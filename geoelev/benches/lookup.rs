use std::fs::File;
use std::path::Path;

use criterion::{black_box, criterion_group, criterion_main, Criterion};
use tempfile::TempDir;
use tiff::encoder::{colortype, TiffEncoder};
use tiff::tags::Tag;

use geoelev::ElevationService;

const SAMPLES: u32 = 1201;

/// Write a one-degree WGS84 tile at (lat, lng) with a simple elevation gradient.
fn create_tile(dir: &Path, lat: f64, lng: f64) {
    let data: Vec<i16> = (0..SAMPLES * SAMPLES)
        .map(|i| ((i / SAMPLES + i % SAMPLES) % 4000) as i16)
        .collect();
    let step = 1.0 / SAMPLES as f64;

    let path = dir.join(format!("tile_{}_{}.tif", lat, lng));
    let mut file = File::create(path).unwrap();
    let mut encoder = TiffEncoder::new(&mut file).unwrap();
    let mut image = encoder
        .new_image::<colortype::GrayI16>(SAMPLES, SAMPLES)
        .unwrap();
    image
        .encoder()
        .write_tag(Tag::ModelPixelScaleTag, &[step, step, 0.0][..])
        .unwrap();
    image
        .encoder()
        .write_tag(Tag::ModelTiepointTag, &[0.0, 0.0, 0.0, lng, lat + 1.0, 0.0][..])
        .unwrap();
    image.write_data(&data).unwrap();
}

fn coords_within(lat: f64, lng: f64, n: usize) -> Vec<(f64, f64)> {
    (0..n)
        .map(|i| {
            let frac = i as f64 / n as f64;
            (lat + frac * 0.99, lng + frac * 0.99)
        })
        .collect()
}

fn bench_single_streaming(c: &mut Criterion) {
    let tmp = TempDir::new().unwrap();
    create_tile(tmp.path(), 35.0, 138.0);
    let mut service = ElevationService::new(tmp.path(), 5).unwrap();

    // Warm the cache
    service.lookup(35.5, 138.5);

    c.bench_function("single_streaming_cached", |b| {
        b.iter(|| black_box(service.lookup(black_box(35.3606), black_box(138.7274))));
    });
}

fn bench_single_resident(c: &mut Criterion) {
    let tmp = TempDir::new().unwrap();
    create_tile(tmp.path(), 35.0, 138.0);
    let mut service = ElevationService::builder(tmp.path())
        .resident(true)
        .build()
        .unwrap();

    c.bench_function("single_resident", |b| {
        b.iter(|| black_box(service.lookup(black_box(35.3606), black_box(138.7274))));
    });
}

fn bench_batch_same_tile(c: &mut Criterion) {
    let tmp = TempDir::new().unwrap();
    create_tile(tmp.path(), 35.0, 138.0);
    let mut service = ElevationService::new(tmp.path(), 5).unwrap();
    let coords = coords_within(35.0, 138.0, 1000);

    c.bench_function("batch_1000_same_tile", |b| {
        b.iter(|| black_box(service.lookup_batch(black_box(&coords))));
    });
}

fn bench_batch_thrashing(c: &mut Criterion) {
    let tmp = TempDir::new().unwrap();
    for lng in 0..4 {
        create_tile(tmp.path(), 35.0, 138.0 + lng as f64);
    }
    // Fewer handles than tiles: every tile switch reopens a file
    let mut service = ElevationService::new(tmp.path(), 2).unwrap();
    let coords: Vec<(f64, f64)> = (0..400)
        .map(|i| (35.5, 138.5 + (i % 4) as f64))
        .collect();

    c.bench_function("batch_400_lru_thrashing", |b| {
        b.iter(|| black_box(service.lookup_batch(black_box(&coords))));
    });
}

fn bench_no_coverage(c: &mut Criterion) {
    let tmp = TempDir::new().unwrap();
    create_tile(tmp.path(), 35.0, 138.0);
    let mut service = ElevationService::new(tmp.path(), 5).unwrap();

    c.bench_function("single_no_coverage", |b| {
        b.iter(|| black_box(service.lookup(black_box(-10.0), black_box(20.0))));
    });
}

criterion_group!(
    benches,
    bench_single_streaming,
    bench_single_resident,
    bench_batch_same_tile,
    bench_batch_thrashing,
    bench_no_coverage,
);
criterion_main!(benches);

INSTRUCTIONS TO FOLLOW
For every line of the data above that contains "geoelev", copy that line.

OUTPUT
filename geoelev/benches/lookup.rs
use geoelev::ElevationService;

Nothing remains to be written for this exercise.